• Listed entries:
• • •

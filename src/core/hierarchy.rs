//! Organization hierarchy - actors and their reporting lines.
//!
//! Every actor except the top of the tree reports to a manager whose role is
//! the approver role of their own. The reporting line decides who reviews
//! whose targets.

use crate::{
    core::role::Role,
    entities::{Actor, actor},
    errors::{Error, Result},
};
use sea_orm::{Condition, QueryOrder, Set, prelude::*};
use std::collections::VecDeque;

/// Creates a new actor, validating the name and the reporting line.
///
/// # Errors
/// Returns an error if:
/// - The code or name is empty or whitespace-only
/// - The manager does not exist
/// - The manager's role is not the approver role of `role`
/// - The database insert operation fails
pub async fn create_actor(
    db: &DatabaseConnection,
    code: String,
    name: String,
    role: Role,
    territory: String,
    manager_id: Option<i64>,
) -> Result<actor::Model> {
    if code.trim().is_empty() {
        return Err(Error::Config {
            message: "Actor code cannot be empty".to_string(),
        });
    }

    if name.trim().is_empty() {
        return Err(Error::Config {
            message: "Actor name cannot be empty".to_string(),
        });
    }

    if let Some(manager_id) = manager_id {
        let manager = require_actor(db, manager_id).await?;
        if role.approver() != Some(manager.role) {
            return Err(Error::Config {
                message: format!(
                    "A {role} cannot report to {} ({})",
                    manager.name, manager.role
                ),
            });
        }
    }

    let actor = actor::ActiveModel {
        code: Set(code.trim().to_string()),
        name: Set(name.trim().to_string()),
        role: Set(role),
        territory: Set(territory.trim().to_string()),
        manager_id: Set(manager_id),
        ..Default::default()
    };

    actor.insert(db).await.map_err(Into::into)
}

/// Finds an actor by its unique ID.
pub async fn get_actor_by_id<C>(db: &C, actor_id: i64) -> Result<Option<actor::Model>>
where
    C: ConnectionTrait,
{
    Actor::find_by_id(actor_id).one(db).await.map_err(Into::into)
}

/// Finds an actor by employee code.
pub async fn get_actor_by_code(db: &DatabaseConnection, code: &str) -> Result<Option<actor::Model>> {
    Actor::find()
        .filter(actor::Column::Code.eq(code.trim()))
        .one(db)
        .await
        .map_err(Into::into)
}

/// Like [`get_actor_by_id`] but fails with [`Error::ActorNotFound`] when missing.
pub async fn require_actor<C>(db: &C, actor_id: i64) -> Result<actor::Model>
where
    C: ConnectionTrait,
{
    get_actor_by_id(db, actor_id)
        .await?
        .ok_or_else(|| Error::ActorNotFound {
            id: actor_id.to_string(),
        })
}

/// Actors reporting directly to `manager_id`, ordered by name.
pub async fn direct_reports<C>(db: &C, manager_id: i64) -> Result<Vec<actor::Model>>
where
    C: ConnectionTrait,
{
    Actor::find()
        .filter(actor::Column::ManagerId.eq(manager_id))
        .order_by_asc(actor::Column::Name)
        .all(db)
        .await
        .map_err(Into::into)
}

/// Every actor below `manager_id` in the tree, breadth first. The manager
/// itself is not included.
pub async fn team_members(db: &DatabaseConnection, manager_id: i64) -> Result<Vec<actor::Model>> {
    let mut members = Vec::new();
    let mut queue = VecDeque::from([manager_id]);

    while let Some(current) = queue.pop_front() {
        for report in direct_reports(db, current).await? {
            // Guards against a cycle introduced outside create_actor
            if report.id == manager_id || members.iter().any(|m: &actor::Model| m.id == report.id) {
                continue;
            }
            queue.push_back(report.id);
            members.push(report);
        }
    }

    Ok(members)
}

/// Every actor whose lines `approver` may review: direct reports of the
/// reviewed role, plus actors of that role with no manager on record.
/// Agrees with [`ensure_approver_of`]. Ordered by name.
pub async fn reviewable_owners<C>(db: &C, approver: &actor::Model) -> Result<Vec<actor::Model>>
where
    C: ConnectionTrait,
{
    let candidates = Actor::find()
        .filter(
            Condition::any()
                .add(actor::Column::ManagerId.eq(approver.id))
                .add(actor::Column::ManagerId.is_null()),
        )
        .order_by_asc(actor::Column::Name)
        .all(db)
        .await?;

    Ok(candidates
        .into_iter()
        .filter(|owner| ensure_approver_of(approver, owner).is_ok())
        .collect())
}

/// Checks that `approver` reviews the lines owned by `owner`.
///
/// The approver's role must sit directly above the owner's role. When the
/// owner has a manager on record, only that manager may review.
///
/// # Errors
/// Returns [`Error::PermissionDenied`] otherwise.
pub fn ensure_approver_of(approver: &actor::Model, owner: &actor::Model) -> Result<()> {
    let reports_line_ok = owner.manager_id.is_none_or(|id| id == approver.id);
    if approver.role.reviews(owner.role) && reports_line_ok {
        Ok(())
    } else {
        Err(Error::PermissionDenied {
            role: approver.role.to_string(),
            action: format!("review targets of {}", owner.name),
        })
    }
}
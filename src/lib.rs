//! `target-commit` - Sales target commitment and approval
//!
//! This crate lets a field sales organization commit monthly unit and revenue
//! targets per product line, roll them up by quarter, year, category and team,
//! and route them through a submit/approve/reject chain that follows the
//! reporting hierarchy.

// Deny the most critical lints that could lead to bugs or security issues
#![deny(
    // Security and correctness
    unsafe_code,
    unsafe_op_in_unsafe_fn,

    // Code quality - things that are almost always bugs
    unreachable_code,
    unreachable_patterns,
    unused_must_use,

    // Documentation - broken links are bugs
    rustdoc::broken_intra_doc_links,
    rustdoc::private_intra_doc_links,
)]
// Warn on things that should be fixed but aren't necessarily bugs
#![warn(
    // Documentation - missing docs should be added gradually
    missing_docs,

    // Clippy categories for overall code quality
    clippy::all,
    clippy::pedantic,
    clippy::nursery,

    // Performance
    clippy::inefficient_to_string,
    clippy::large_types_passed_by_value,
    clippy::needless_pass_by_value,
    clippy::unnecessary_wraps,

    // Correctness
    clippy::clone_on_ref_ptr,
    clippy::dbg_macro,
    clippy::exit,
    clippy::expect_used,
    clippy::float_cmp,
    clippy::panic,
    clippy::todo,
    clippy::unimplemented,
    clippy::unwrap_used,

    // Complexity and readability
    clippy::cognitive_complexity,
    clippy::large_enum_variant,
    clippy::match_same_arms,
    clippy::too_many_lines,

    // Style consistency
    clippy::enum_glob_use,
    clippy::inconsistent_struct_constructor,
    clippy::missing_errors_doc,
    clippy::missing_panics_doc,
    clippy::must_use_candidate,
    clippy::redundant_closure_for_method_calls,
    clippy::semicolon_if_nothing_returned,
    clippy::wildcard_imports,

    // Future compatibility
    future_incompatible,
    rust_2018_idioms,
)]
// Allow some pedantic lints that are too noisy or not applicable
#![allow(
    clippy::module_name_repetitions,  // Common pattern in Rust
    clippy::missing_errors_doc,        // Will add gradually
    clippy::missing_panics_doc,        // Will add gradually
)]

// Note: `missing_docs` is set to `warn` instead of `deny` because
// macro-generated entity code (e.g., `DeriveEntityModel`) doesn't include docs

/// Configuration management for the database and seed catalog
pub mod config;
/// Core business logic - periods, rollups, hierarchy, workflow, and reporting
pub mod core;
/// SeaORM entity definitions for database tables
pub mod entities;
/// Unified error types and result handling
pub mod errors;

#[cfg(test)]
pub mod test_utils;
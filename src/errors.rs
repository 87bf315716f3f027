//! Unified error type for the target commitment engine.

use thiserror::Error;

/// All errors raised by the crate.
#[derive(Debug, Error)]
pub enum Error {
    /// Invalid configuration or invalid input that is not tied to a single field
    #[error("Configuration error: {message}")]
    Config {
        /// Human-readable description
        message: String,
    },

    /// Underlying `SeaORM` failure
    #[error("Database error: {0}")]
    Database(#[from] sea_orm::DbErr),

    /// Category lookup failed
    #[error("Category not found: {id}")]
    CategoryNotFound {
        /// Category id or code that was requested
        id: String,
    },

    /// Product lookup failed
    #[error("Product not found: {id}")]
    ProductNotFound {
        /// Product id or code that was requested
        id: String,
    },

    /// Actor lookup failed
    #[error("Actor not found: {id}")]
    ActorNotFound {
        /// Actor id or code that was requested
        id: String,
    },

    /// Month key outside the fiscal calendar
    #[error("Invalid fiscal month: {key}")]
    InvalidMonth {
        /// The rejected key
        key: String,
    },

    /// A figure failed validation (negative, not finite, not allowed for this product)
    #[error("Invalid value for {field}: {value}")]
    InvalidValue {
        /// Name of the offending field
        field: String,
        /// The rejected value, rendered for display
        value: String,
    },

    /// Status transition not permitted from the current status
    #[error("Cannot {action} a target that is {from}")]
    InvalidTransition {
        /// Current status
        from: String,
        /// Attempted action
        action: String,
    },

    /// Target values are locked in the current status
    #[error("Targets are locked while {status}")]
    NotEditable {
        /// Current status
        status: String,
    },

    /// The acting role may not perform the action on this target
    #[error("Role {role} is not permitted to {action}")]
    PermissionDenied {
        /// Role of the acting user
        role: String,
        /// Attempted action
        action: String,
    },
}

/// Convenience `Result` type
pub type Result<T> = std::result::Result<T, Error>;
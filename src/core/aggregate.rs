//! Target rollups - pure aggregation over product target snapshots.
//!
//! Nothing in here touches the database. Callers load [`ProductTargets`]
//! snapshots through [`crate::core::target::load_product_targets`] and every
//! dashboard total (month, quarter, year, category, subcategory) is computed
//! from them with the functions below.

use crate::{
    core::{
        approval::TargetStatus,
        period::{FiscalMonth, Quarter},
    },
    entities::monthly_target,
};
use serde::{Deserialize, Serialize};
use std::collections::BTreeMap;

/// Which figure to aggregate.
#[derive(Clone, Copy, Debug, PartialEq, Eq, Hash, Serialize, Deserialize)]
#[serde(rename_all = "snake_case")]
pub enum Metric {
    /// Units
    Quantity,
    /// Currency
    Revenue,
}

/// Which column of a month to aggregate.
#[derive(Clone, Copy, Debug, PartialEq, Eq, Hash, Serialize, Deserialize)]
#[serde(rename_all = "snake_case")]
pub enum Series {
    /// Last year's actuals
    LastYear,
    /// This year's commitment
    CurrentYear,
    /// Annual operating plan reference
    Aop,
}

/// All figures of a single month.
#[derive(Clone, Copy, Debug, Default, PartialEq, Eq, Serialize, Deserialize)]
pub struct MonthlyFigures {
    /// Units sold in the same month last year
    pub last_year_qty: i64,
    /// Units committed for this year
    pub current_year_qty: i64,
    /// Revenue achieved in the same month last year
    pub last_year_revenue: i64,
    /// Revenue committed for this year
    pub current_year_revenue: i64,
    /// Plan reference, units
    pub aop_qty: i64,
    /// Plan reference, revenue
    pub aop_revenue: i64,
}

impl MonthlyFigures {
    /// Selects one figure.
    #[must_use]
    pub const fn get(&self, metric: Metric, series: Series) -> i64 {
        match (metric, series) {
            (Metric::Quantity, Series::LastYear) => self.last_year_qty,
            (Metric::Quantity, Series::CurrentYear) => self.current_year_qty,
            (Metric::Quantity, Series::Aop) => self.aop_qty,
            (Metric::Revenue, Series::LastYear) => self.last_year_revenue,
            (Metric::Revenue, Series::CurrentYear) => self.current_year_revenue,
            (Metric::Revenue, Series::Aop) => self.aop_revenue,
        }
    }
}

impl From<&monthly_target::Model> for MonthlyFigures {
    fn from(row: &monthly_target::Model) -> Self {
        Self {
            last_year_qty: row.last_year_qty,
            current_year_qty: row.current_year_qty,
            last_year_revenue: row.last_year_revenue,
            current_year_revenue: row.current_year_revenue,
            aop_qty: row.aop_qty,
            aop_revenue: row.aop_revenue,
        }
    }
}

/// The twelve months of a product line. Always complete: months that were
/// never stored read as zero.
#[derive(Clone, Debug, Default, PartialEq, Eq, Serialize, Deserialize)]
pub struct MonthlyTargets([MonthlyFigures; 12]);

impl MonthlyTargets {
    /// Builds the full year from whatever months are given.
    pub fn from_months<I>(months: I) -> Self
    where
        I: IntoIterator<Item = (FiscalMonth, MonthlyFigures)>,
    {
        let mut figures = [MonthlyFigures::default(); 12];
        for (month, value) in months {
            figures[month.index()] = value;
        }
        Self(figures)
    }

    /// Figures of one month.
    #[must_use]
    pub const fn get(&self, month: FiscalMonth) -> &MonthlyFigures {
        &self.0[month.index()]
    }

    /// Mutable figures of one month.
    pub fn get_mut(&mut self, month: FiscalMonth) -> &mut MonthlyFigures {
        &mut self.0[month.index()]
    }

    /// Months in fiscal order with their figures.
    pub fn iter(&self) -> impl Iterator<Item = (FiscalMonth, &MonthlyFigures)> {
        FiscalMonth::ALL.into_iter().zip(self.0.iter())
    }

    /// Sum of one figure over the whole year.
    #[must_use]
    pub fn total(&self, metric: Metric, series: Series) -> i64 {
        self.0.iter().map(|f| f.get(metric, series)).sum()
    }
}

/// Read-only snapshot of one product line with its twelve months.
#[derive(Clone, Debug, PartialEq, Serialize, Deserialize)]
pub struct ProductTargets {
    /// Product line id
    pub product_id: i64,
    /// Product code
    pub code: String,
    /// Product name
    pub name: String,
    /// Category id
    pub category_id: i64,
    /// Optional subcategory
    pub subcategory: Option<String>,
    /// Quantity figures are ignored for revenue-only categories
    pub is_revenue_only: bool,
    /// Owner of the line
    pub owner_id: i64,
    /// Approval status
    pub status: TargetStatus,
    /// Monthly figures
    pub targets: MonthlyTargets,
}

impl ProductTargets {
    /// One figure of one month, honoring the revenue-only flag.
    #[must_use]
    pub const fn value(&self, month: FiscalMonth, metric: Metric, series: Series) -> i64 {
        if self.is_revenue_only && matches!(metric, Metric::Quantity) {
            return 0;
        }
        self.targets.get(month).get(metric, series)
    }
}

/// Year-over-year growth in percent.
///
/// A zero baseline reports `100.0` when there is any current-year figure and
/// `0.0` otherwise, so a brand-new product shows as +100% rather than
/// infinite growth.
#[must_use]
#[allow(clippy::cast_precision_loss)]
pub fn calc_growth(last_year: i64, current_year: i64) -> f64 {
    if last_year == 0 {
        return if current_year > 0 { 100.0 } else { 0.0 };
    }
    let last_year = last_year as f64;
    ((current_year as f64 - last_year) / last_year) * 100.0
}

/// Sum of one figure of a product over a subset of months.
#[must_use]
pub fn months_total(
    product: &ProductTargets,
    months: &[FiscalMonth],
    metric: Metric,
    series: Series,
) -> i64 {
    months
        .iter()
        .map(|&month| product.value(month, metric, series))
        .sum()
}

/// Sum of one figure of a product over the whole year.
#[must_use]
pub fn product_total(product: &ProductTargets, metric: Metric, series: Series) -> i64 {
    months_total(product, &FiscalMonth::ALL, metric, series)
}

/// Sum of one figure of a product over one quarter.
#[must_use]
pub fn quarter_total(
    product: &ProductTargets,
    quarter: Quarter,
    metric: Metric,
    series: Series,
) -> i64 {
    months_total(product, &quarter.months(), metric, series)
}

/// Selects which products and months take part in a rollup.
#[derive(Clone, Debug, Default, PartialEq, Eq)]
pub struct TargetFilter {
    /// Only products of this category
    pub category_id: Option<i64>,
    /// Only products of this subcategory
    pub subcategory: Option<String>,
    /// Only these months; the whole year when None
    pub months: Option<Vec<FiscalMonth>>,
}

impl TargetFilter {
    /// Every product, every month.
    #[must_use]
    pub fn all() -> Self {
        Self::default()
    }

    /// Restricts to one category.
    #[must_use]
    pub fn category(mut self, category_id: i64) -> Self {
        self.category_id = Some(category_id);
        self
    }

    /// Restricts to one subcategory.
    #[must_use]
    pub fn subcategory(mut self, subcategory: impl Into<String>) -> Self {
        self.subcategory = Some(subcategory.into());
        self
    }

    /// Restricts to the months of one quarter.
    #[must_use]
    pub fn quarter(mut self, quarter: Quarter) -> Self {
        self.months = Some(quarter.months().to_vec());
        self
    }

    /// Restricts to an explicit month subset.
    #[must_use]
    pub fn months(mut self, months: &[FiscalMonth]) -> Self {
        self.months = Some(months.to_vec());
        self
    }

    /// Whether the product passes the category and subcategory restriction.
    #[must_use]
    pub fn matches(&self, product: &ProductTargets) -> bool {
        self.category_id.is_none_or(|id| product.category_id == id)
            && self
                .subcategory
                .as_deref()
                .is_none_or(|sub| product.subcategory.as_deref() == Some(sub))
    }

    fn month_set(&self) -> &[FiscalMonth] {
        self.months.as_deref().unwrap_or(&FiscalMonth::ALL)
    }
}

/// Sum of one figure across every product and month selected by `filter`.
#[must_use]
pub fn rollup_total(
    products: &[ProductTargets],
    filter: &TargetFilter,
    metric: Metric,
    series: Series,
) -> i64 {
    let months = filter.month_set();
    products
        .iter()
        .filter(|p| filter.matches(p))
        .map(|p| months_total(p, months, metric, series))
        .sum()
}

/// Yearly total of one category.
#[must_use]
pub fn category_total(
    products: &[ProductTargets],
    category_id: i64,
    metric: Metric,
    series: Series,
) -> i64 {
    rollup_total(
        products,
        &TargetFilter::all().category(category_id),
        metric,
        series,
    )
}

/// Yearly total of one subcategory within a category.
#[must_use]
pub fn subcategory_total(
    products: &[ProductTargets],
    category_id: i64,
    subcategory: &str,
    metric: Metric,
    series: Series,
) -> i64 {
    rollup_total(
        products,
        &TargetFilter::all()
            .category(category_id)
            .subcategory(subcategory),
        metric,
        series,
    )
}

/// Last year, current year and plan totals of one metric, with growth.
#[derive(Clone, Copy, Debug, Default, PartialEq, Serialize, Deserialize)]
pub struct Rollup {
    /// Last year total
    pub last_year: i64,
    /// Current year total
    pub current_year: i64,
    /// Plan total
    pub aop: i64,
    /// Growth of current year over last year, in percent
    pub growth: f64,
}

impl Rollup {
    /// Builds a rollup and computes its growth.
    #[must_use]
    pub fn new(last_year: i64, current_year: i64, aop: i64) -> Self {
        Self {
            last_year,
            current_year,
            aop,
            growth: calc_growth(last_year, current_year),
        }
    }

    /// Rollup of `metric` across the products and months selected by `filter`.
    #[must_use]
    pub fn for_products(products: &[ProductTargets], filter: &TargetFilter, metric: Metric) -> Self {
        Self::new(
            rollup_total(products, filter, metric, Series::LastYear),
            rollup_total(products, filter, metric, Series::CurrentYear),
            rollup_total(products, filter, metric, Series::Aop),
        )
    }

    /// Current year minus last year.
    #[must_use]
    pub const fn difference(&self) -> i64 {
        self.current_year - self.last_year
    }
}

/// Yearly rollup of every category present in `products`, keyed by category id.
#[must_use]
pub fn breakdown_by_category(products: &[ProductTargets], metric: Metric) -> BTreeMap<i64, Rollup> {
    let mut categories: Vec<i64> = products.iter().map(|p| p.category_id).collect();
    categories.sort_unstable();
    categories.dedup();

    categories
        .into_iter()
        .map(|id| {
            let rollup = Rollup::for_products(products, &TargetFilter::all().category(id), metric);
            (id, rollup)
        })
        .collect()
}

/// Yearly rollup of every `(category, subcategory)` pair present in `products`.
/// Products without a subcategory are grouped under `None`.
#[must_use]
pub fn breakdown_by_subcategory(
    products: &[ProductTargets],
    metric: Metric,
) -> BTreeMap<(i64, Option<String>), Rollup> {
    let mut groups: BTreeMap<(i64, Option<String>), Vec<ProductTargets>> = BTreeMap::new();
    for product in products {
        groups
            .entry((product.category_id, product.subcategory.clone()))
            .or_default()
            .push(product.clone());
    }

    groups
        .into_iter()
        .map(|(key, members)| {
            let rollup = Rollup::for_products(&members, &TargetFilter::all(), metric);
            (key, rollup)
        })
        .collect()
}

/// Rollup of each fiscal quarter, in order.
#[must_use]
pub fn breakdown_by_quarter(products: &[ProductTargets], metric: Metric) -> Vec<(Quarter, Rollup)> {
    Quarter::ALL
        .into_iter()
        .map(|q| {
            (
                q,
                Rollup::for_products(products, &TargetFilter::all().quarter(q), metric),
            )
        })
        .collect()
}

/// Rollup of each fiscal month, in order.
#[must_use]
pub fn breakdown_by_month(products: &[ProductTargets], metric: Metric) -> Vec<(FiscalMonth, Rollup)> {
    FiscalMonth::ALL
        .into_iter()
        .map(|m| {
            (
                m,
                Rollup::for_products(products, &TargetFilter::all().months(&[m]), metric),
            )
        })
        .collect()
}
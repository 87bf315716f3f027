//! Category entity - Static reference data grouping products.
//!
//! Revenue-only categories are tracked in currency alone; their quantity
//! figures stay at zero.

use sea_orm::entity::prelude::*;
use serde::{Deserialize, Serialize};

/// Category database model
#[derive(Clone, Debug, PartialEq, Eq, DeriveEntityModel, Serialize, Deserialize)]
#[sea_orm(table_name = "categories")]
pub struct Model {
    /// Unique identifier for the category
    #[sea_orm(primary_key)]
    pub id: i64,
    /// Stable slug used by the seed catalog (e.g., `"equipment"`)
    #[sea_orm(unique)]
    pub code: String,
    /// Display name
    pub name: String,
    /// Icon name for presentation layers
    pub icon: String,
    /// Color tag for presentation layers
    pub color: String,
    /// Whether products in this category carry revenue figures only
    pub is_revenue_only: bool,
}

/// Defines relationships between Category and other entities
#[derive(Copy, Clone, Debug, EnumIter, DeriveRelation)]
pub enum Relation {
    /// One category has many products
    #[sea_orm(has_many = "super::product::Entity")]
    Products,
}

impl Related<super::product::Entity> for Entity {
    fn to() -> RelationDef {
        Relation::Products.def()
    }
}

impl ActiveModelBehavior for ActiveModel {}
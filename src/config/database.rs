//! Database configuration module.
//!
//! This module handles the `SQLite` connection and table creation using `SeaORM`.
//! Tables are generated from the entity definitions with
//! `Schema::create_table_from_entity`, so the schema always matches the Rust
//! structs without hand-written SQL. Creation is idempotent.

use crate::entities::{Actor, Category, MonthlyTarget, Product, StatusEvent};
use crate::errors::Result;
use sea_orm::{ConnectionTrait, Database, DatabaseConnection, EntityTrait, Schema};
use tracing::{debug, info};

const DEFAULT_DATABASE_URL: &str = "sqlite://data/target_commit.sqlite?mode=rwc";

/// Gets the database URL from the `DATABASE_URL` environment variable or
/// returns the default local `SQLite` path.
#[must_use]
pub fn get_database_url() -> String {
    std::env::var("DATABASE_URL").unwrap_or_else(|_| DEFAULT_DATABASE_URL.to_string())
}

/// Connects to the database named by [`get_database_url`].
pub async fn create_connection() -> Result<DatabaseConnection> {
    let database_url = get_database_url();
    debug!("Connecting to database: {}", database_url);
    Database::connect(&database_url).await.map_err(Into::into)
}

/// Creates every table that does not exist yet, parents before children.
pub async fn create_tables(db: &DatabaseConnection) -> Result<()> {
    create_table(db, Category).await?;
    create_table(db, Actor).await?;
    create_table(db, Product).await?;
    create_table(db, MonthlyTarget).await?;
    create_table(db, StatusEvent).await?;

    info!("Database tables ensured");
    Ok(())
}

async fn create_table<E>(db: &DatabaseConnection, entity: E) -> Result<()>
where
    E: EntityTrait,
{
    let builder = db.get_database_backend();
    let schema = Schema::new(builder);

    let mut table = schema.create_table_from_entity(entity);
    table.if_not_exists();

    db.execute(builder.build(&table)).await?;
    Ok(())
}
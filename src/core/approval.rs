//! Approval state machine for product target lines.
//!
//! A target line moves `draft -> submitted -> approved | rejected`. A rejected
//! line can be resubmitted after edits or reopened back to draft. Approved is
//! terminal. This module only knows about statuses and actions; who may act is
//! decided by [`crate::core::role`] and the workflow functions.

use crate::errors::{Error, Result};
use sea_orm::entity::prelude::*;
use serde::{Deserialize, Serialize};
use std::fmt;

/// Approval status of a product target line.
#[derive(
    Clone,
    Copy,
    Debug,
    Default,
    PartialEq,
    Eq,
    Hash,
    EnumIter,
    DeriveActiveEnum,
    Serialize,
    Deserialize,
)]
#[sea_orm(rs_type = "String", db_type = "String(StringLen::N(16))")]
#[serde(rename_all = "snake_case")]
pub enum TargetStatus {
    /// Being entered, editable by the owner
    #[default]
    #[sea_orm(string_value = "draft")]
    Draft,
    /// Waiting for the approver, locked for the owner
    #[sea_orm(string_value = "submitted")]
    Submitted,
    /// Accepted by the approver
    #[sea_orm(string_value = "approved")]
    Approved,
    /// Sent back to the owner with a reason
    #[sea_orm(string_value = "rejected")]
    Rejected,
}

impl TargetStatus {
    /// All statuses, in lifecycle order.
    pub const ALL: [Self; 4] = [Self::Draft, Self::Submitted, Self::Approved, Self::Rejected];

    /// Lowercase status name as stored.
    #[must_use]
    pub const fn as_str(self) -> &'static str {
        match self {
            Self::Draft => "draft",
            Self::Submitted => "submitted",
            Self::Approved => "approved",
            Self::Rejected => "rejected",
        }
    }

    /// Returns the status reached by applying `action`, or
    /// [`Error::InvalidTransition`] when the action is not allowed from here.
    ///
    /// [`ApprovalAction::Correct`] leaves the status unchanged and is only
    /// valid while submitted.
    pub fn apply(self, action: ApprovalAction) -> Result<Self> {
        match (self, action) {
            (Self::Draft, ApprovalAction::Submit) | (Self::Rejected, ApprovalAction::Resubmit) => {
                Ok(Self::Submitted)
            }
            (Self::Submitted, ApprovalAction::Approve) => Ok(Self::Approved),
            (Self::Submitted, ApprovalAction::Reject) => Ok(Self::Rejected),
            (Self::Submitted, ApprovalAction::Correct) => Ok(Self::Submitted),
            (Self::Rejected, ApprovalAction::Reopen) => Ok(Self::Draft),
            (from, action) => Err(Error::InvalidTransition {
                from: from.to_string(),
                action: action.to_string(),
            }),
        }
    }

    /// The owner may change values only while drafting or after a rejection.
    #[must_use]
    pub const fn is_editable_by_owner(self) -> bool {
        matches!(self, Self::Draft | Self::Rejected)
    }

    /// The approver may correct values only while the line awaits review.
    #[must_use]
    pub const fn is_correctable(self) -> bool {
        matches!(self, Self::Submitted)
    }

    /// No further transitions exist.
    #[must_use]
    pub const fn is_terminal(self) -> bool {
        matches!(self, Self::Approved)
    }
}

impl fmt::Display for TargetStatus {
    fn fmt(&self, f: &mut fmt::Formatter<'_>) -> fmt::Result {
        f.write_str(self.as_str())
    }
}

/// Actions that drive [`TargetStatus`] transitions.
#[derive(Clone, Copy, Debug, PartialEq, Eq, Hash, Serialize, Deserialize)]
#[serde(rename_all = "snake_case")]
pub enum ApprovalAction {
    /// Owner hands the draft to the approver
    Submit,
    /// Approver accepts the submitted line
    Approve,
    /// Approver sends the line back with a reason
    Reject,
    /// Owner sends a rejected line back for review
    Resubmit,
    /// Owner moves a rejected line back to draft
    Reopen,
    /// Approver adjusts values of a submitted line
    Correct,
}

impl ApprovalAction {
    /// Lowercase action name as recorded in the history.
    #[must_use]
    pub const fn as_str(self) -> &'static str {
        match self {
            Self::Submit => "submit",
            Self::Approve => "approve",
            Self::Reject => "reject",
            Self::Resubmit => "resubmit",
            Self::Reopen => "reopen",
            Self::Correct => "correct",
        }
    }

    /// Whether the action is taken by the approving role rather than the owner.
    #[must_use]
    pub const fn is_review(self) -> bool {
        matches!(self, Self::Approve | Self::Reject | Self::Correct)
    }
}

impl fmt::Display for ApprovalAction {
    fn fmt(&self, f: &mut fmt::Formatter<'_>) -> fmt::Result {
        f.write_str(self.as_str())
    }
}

• • •

• Exercise details: Determine how many lines in the data above contain the string "TargetStatus". Give nothing except the number.

• Task output: 6